Following the rejection of TransCanada’s Keystone XL expansion by President Obama, other pipeline projects have faced long delays. For example, Kinder Morgan has been forced to halt construction of its Palmetto fuel pipeline after the Georgia legislature passed a one-year moratorium on eminent domain seizures. In the Northeast the long-pending Constitution gas pipeline has now been delayed for another year, until late 2017, as a result of determined local opposition.
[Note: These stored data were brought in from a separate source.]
pub mod api;
pub mod events;

pub use api::ApiResponse;
pub use events::Event;
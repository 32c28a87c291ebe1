// Admin password and bearer sessions for the /api/admin routes

use std::collections::HashMap;

use chrono::{DateTime, Utc};
use jukebox_common::{PasswordManager, RateLimiter, SessionToken};
use secrecy::SecretString;
use tracing::{debug, info, warn};

use crate::error::{ServiceError, ServiceResult};

pub struct AdminAuth {
    password_hash: Option<String>,
    sessions: HashMap<String, SessionToken>,
    limiter: RateLimiter,
}

impl AdminAuth {
    pub fn new(password_hash: Option<String>) -> Self {
        Self { password_hash, sessions: HashMap::new(), limiter: RateLimiter::new() }
    }

    pub fn is_configured(&self) -> bool {
        self.password_hash.is_some()
    }

    /// First-run password. Returns the PHC hash for the caller to persist.
    pub fn setup(&mut self, password: &SecretString) -> ServiceResult<String> {
        if self.is_configured() {
            return Err(ServiceError::bad_request("Admin password is already set"));
        }

        PasswordManager::validate_new_password(password)?;
        let hash = PasswordManager::hash_password(password)?;
        self.password_hash = Some(hash.clone());
        info!("Admin password configured");
        Ok(hash)
    }

    pub fn login(&mut self, password: &SecretString) -> ServiceResult<SessionToken> {
        self.login_at(password, Utc::now())
    }

    pub fn login_at(
        &mut self,
        password: &SecretString,
        now: DateTime<Utc>,
    ) -> ServiceResult<SessionToken> {
        if !self.limiter.check_at(now) {
            return Err(ServiceError::RateLimited);
        }

        let Some(hash) = self.password_hash.as_deref() else {
            return Err(ServiceError::bad_request("Admin password has not been set up"));
        };

        let valid = PasswordManager::verify_password(password, hash)?;
        self.limiter.record_at(valid, now);
        if !valid {
            warn!("Failed admin login attempt");
            return Err(ServiceError::InvalidCredentials);
        }

        self.sessions.retain(|_, s| s.is_valid_at(now));
        let session = SessionToken::issued_at(now);
        self.sessions.insert(session.token().to_string(), session.clone());
        info!("Admin logged in ({} active sessions)", self.sessions.len());
        Ok(session)
    }

    /// Check a bearer token and slide its expiry forward
    pub fn validate(&mut self, token: &str) -> bool {
        self.validate_at(token, Utc::now())
    }

    pub fn validate_at(&mut self, token: &str, now: DateTime<Utc>) -> bool {
        match self.sessions.get_mut(token) {
            Some(session) if session.is_valid_at(now) => {
                session.touch(now);
                true
            }
            Some(_) => {
                debug!("Admin session expired");
                self.sessions.remove(token);
                false
            }
            None => false,
        }
    }

    pub fn logout(&mut self, token: &str) -> bool {
        self.sessions.remove(token).is_some()
    }

    /// Verify the current password, store the new one and drop every session.
    /// Returns the new hash for the caller to persist.
    pub fn change_password(
        &mut self,
        current: &SecretString,
        new_password: &SecretString,
    ) -> ServiceResult<String> {
        let Some(hash) = self.password_hash.as_deref() else {
            return Err(ServiceError::bad_request("Admin password has not been set up"));
        };
        if !PasswordManager::verify_password(current, hash)? {
            return Err(ServiceError::InvalidCredentials);
        }

        PasswordManager::validate_new_password(new_password)?;
        let new_hash = PasswordManager::hash_password(new_password)?;
        self.password_hash = Some(new_hash.clone());
        self.sessions.clear();
        info!("Admin password changed, all sessions revoked");
        Ok(new_hash)
    }
}

#[cfg(test)]
mod tests {
    use super::*;
    use chrono::Duration;

    fn secret(s: &str) -> SecretString {
        SecretString::from(s.to_string())
    }

    fn configured() -> AdminAuth {
        let mut auth = AdminAuth::new(None);
        auth.setup(&secret("hunter22")).unwrap();
        auth
    }

    #[test]
    fn test_setup_only_once() {
        let mut auth = configured();
        assert!(auth.is_configured());
        assert!(matches!(auth.setup(&secret("another1")), Err(ServiceError::BadRequest(_))));
    }

    #[test]
    fn test_setup_rejects_short_password() {
        let mut auth = AdminAuth::new(None);
        assert!(auth.setup(&secret("abc")).is_err());
        assert!(!auth.is_configured());
    }

    #[test]
    fn test_login_and_validate() {
        let mut auth = configured();
        let now = Utc::now();
        let session = auth.login_at(&secret("hunter22"), now).unwrap();

        assert_eq!(session.token().len(), 64);
        assert!(auth.validate_at(session.token(), now + Duration::minutes(10)));
        // Touched at +10, so still alive at +20
        assert!(auth.validate_at(session.token(), now + Duration::minutes(20)));
        assert!(!auth.validate_at(session.token(), now + Duration::minutes(40)));
        assert!(!auth.validate_at("bogus", now));
    }

    #[test]
    fn test_rate_limit_after_five_failures() {
        let mut auth = configured();
        let now = Utc::now();
        for _ in 0..5 {
            assert!(matches!(
                auth.login_at(&secret("wrong-pass"), now),
                Err(ServiceError::InvalidCredentials)
            ));
        }
        assert!(matches!(
            auth.login_at(&secret("hunter22"), now),
            Err(ServiceError::RateLimited)
        ));
        assert!(auth.login_at(&secret("hunter22"), now + Duration::minutes(16)).is_ok());
    }

    #[test]
    fn test_change_password_revokes_sessions() {
        let mut auth = configured();
        let session = auth.login(&secret("hunter22")).unwrap();

        assert!(matches!(
            auth.change_password(&secret("nope-nope"), &secret("brand-new")),
            Err(ServiceError::InvalidCredentials)
        ));

        auth.change_password(&secret("hunter22"), &secret("brand-new")).unwrap();
        assert!(!auth.validate(session.token()));
        assert!(auth.login(&secret("brand-new")).is_ok());
    }

    #[test]
    fn test_logout() {
        let mut auth = configured();
        let session = auth.login(&secret("hunter22")).unwrap();
        assert!(auth.logout(session.token()));
        assert!(!auth.validate(session.token()));
        assert!(!auth.logout(session.token()));
    }
}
Such delays are certainly not good news for the sponsors of the projects in question. But they do serve to underscore the value of the pipelines already in operation, which often cannot be easily replicated at a reasonable cost. The Palmetto, for example, is intended to move refined products from Louisiana into the Southeast, along a route roughly paralleling that of the heavily overbooked Colonial Pipeline.

The Canada news isn’t enough for us to upgrade Growth Portfolio recommendations KMI and TRP to Buy from Hold, especially in light of their recent gains. For the moment, there is more upside elsewhere.

But it’s encouraging all the same that at least some progressive politicians still view pipelines as vehicles of economic progress.